Controlling fluidic behavior for ultra-sensitive volatile sensing

Volatile organic compounds detection technology, electronic nose, is promising in various applications such as health management, environmental monitoring, public safety, agriculture, and food production. The critical point of electronic nose to achieve good recognition ability, the fundament for applications, is the generation of high-quality signal characteristics that are transduced from each sensor unit, and aided with algorithm. However, chamber without uniform fluidic state introduce sensors' locations caused artificial characteristics to make the recognition difficult, even incredible. Inspired by the structure of the nasal cavity, a small volume chamber with well-controlled fluidic behavior is designed and fabricated according to theoretical simulation. All the expected fluidic features, including uniform flow field and concentration field, are achieved, which are experimentally demonstrated by humidity and 2-hexanone detection using sensors arrays.
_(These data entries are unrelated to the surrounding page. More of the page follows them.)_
// Copyright (C) 2022-2025 Michael Herstine <sp1ff@pobox.com>
//
// This file is part of socket-logger.
//
// socket-logger is free software: you can redistribute it and/or modify it under the terms of the
// GNU General Public License as published by the Free Software Foundation, either version 3 of the
// License, or (at your option) any later version.
//
// socket-logger is distributed in the hope that it will be useful, but WITHOUT ANY WARRANTY; without
// even the implied warranty of MERCHANTABILITY or FITNESS FOR A PARTICULAR PURPOSE.  See the GNU
// General Public License for more details.
//
// You should have received a copy of the GNU General Public License along with socket-logger.  If
// not, see <http://www.gnu.org/licenses/>.

//! The delivery loop.
//!
//! Each logger runs one worker thread. Everything that touches the outbound queue or the
//! connection happens there, in the order the [`Command`]s arrive: records from callers, flush &
//! shutdown requests from the owner, and [`LinkEvent`]s from the connection's link thread. Since
//! only the worker ever sees that state, nothing guards it.
//!
//! The loop keeps at most one write outstanding: the head of the queue is handed to the link,
//! and the next message isn't until the link reports the write complete.

use crate::{
    config::{Delivery, LoggerConfig},
    connection::{ConnectionManager, LinkEvent},
    error::{Error, Result},
    queue::OutboundQueue,
    record::LogRecord,
    rfc5424::Rfc5424,
    transport::Connector,
};

use backtrace::Backtrace;
use crossbeam_channel::{unbounded, Receiver, Sender};
use tracing::{debug, trace, warn};

use std::{
    sync::Arc,
    thread::{self, JoinHandle},
    time::{Duration, Instant},
};

/// Messages to the worker thread.
#[derive(Debug)]
pub enum Command {
    Record(LogRecord),
    /// Reply `true` once the queue is empty, `false` if the connection fails first.
    Flush(Sender<bool>),
    /// Stop taking records, deliver what can be delivered, reply & exit.
    Shutdown(Sender<()>),
    /// Something happened on link `generation`.
    Link { generation: u64, event: LinkEvent },
}

/// Minimum interval between two warnings about overflow drops.
const DROP_WARN_INTERVAL: Duration = Duration::from_secs(5);

/// Counts messages lost to queue overflow & reports them, at most once per interval.
#[derive(Debug, Default)]
struct DropReporter {
    dropped: u64,
    last_warned: Option<Instant>,
}

impl DropReporter {
    fn record(&mut self) {
        self.dropped += 1;
    }

    fn warn_if_due(&mut self) {
        if self.dropped > 0
            && self
                .last_warned
                .map_or(true, |at| at.elapsed() >= DROP_WARN_INTERVAL)
        {
            self.flush();
        }
    }

    fn flush(&mut self) {
        if self.dropped > 0 {
            warn!(dropped = self.dropped, "outbound queue full; messages dropped");
            self.dropped = 0;
            self.last_warned = Some(Instant::now());
        }
    }
}

/// The state owned by the worker thread.
pub struct Worker {
    formatter: Rfc5424,
    queue: OutboundQueue,
    connection: ConnectionManager,
    delivery: Delivery,
    flush_waiters: Vec<Sender<bool>>,
    /// Set once a shutdown has been requested
    closing: Option<Sender<()>>,
    finished: bool,
    drops: DropReporter,
}

impl Worker {
    /// `events` must feed the channel this worker will be run on; link threads report there.
    pub fn new(
        config: &LoggerConfig,
        connector: Arc<dyn Connector>,
        events: Sender<Command>,
    ) -> Worker {
        Worker {
            formatter: Rfc5424::builder()
                .token(config.endpoint.token.clone())
                .time_zone(config.endpoint.time_zone)
                .with_bom(config.with_bom)
                .build(),
            queue: OutboundQueue::new(config.queue_capacity, config.overflow),
            connection: ConnectionManager::new(connector, events),
            delivery: config.delivery,
            flush_waiters: Vec::new(),
            closing: None,
            finished: false,
            drops: DropReporter::default(),
        }
    }

    /// Process one command.
    pub fn handle(&mut self, cmd: Command) {
        match cmd {
            Command::Record(record) => self.on_record(record),
            Command::Flush(reply) => self.on_flush(reply),
            Command::Shutdown(reply) => self.on_shutdown(reply),
            Command::Link { generation, event } => {
                match self.connection.on_event(generation, event) {
                    Some(LinkEvent::Connected) => self.drain(),
                    Some(LinkEvent::Wrote) => {
                        self.queue.acknowledge();
                        self.drain();
                    }
                    Some(LinkEvent::Disconnected(_)) => self.on_disconnected(),
                    None => (),
                }
            }
        }
        self.drops.warn_if_due();
    }

    /// Process commands until shut down.
    pub fn run(mut self, commands: Receiver<Command>) {
        while let Ok(cmd) = commands.recv() {
            self.handle(cmd);
            if self.finished {
                break;
            }
        }
        debug!("worker exiting");
    }

    fn on_record(&mut self, record: LogRecord) {
        if self.closing.is_some() || self.finished {
            trace!("logger closing; record dropped");
            return;
        }
        let msg = match self.formatter.format(&record) {
            Ok(msg) => msg,
            Err(err) => {
                trace!(error = %err, "record dropped");
                return;
            }
        };
        if self.queue.push(msg).is_some() {
            self.drops.record();
        }
        self.make_progress();
    }

    /// Connect if we have to, write if we can.
    fn make_progress(&mut self) {
        if self.connection.is_disconnected() {
            if !self.connection.connect() {
                self.on_unreachable();
            }
        } else {
            self.drain();
        }
    }

    /// Hand the head of the queue to the link, if connected & nothing's already in flight.
    fn drain(&mut self) {
        if !self.connection.is_connected() {
            return;
        }
        match self.queue.start_next() {
            Some(msg) => {
                if !self.connection.write(msg) {
                    // Never reached the link, so not sent; the link's own report of its demise is
                    // on the way.
                    self.queue.abandon(Delivery::AtLeastOnce);
                }
            }
            None if self.queue.is_empty() => self.on_drained(),
            None => (),
        }
    }

    fn on_drained(&mut self) {
        for waiter in self.flush_waiters.drain(..) {
            let _ = waiter.send(true);
        }
        if self.closing.is_some() {
            self.finish();
        }
    }

    fn on_disconnected(&mut self) {
        if self.queue.abandon(self.delivery).is_some() {
            warn!("connection lost mid-write; message may not have been delivered");
        }
        self.on_unreachable();
    }

    /// No connection, & none coming until the next record, flush or close.
    fn on_unreachable(&mut self) {
        for waiter in self.flush_waiters.drain(..) {
            let _ = waiter.send(false);
        }
        if self.closing.is_some() {
            self.finish();
        }
    }

    fn on_flush(&mut self, reply: Sender<bool>) {
        if self.queue.is_empty() {
            let _ = reply.send(true);
            return;
        }
        self.flush_waiters.push(reply);
        self.make_progress();
    }

    fn on_shutdown(&mut self, reply: Sender<()>) {
        if self.finished {
            let _ = reply.send(());
            return;
        }
        self.closing = Some(reply);
        if self.queue.is_empty() {
            self.finish();
        } else {
            self.make_progress();
        }
    }

    fn finish(&mut self) {
        self.drops.flush();
        if !self.queue.is_empty() {
            warn!(
                undelivered = self.queue.len(),
                "closing with messages still queued"
            );
        }
        for waiter in self.flush_waiters.drain(..) {
            let _ = waiter.send(false);
        }
        self.connection.disconnect();
        if let Some(reply) = self.closing.take() {
            let _ = reply.send(());
        }
        self.finished = true;
    }
}

/// Start a worker thread for `config`, returning the sender its commands go to.
pub fn spawn(
    config: &LoggerConfig,
    connector: Arc<dyn Connector>,
) -> Result<(Sender<Command>, JoinHandle<()>)> {
    let (tx, rx) = unbounded();
    let worker = Worker::new(config, connector, tx.clone());
    let handle = thread::Builder::new()
        .name(format!("socket-logger.{}", config.endpoint.host))
        .spawn(move || worker.run(rx))
        .map_err(|err| Error::Spawn {
            source: err,
            back: Backtrace::new(),
        })?;
    Ok((tx, handle))
}
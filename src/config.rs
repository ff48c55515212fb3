// Copyright (C) 2022-2025 Michael Herstine <sp1ff@pobox.com>
//
// This file is part of socket-logger.
//
// socket-logger is free software: you can redistribute it and/or modify it under the terms of the
// GNU General Public License as published by the Free Software Foundation, either version 3 of the
// License, or (at your option) any later version.
//
// socket-logger is distributed in the hope that it will be useful, but WITHOUT ANY WARRANTY; without
// even the implied warranty of MERCHANTABILITY or FITNESS FOR A PARTICULAR PURPOSE.  See the GNU
// General Public License for more details.
//
// You should have received a copy of the GNU General Public License along with socket-logger.  If
// not, see <http://www.gnu.org/licenses/>.

//! Logger configuration.
//!
//! [`SocketLoggerBuilder`](crate::logger::SocketLoggerBuilder) assembles a [`LoggerConfig`] and
//! hands it to the worker thread; nothing in here changes after that.

use crate::error::{Error, Result};

use backtrace::Backtrace;
use chrono::FixedOffset;

use std::time::Duration;

/// Default capacity of the outbound queue.
pub const DEFAULT_QUEUE_CAPACITY: usize = 8192;
/// Default bound on establishing a connection (TCP connect plus TLS handshake).
pub const DEFAULT_CONNECT_TIMEOUT: Duration = Duration::from_secs(10);
/// Default time [`SocketLogger::close`] waits for the queue to drain.
///
/// [`SocketLogger::close`]: crate::logger::SocketLogger::close
pub const DEFAULT_SHUTDOWN_TIMEOUT: Duration = Duration::from_secs(2);

/// The time zone in which timestamps are rendered.
///
/// Collectors differ in what they expect; some want UTC, some want the sender's local time. The
/// offset is always written out numerically, so any choice is unambiguous on the wire.
#[derive(Copy, Clone, Debug, PartialEq, Eq, Default)]
pub enum TimeZone {
    /// The system's local time zone
    #[default]
    Local,
    /// UTC, rendered with the `Z` designator
    Utc,
    /// A fixed offset from UTC
    Fixed(FixedOffset),
}

/// What becomes of a message whose write was under way when the connection failed.
///
/// The transport can't tell us whether such a message reached the collector.
#[derive(Copy, Clone, Debug, PartialEq, Eq, Default)]
pub enum Delivery {
    /// Drop it; the next connection resumes with the following message. A message is never
    /// sent twice, but may be lost.
    #[default]
    AtMostOnce,
    /// Keep it at the head of the queue and send it again once reconnected. A message is never
    /// lost while the logger lives, but the collector may see it twice.
    AtLeastOnce,
}

/// Which message to give up on when a bounded outbound queue is full.
#[derive(Copy, Clone, Debug, PartialEq, Eq, Default)]
pub enum OverflowPolicy {
    /// Evict the oldest message that isn't currently being written.
    #[default]
    DropOldest,
    /// Discard the incoming message.
    DropNewest,
}

/// Where to send messages, and how to dress them.
#[derive(Clone, Debug, PartialEq, Eq)]
pub struct Endpoint {
    pub host: String,
    pub port: u16,
    /// Upgrade to TLS immediately after connecting
    pub tls: bool,
    /// Credential placed at the front of the structured data
    pub token: Option<String>,
    pub time_zone: TimeZone,
}

impl Endpoint {
    /// An endpoint at `host:port` speaking TLS, with no token, rendering local time.
    pub fn new<S: Into<String>>(host: S, port: u16) -> Endpoint {
        Endpoint {
            host: host.into(),
            port,
            tls: true,
            token: None,
            time_zone: TimeZone::default(),
        }
    }
}

impl std::fmt::Display for Endpoint {
    fn fmt(&self, f: &mut std::fmt::Formatter<'_>) -> std::fmt::Result {
        if self.host.contains(':') {
            write!(f, "[{}]:{}", self.host, self.port)
        } else {
            write!(f, "{}:{}", self.host, self.port)
        }
    }
}

/// Everything the worker thread needs to know.
#[derive(Clone, Debug)]
pub struct LoggerConfig {
    pub endpoint: Endpoint,
    /// Prefix each MSG with the UTF-8 byte order mark
    pub with_bom: bool,
    /// `None` leaves the queue unbounded
    pub queue_capacity: Option<usize>,
    pub overflow: OverflowPolicy,
    pub delivery: Delivery,
    pub connect_timeout: Duration,
    /// `None` lets a write block indefinitely
    pub write_timeout: Option<Duration>,
    pub shutdown_timeout: Duration,
}

impl LoggerConfig {
    pub fn new(endpoint: Endpoint) -> LoggerConfig {
        LoggerConfig {
            endpoint,
            with_bom: false,
            queue_capacity: Some(DEFAULT_QUEUE_CAPACITY),
            overflow: OverflowPolicy::default(),
            delivery: Delivery::default(),
            connect_timeout: DEFAULT_CONNECT_TIMEOUT,
            write_timeout: None,
            shutdown_timeout: DEFAULT_SHUTDOWN_TIMEOUT,
        }
    }

    /// Reject configurations that can never deliver anything.
    pub fn validate(&self) -> Result<()> {
        let invalid = |what| {
            Err(Error::InvalidConfig {
                what,
                back: Backtrace::new(),
            })
        };
        if self.endpoint.host.is_empty() {
            return invalid("empty host");
        }
        if self.endpoint.port == 0 {
            return invalid("port zero");
        }
        if self.queue_capacity == Some(0) {
            return invalid("queue capacity zero");
        }
        if self.connect_timeout.is_zero() {
            return invalid("zero connect timeout");
        }
        if self.write_timeout.map_or(false, |t| t.is_zero()) {
            return invalid("zero write timeout");
        }
        Ok(())
    }
}

#[cfg(test)]
mod test {

    use super::*;

    #[test]
    fn validation() {
        assert!(LoggerConfig::new(Endpoint::new("localhost", 514))
            .validate()
            .is_ok());
        assert!(LoggerConfig::new(Endpoint::new("", 514)).validate().is_err());
        assert!(LoggerConfig::new(Endpoint::new("localhost", 0))
            .validate()
            .is_err());

        let mut cfg = LoggerConfig::new(Endpoint::new("localhost", 514));
        cfg.queue_capacity = Some(0);
        assert!(cfg.validate().is_err());
        cfg.queue_capacity = None;
        assert!(cfg.validate().is_ok());
        cfg.write_timeout = Some(Duration::ZERO);
        assert!(cfg.validate().is_err());
    }

    #[test]
    fn endpoint_display() {
        assert_eq!(
            format!("{}", Endpoint::new("logs-01.loggly.com", 6514)),
            "logs-01.loggly.com:6514"
        );
        assert_eq!(format!("{}", Endpoint::new("::1", 5514)), "[::1]:5514");
    }
}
The well controlled fluidic behaviors of volatile analytes help achieving the ultra-sensitive volatile organic compounds detection, which might shed a new light for e-nose technology to go over the gap between academics and industry.

Automated summary

As a promising technology in various fields, including health management, environmental monitoring, public safety, agriculture, and food production, electronic nose, which is a volatile organic compounds detection technology, plays an important role. However, due to the artificial characteristics caused by the sensor's location, the recognition becomes difficult and even incredible. Inspired by the nasal cavity structure, a small volume chamber with well-controlled fluidic behavior was designed and fabricated to achieve uniform flow field and concentration field. The experiments confirmed that the well-controlled fluidic behaviors of volatile analytes help achieve ultra-sensitive detection.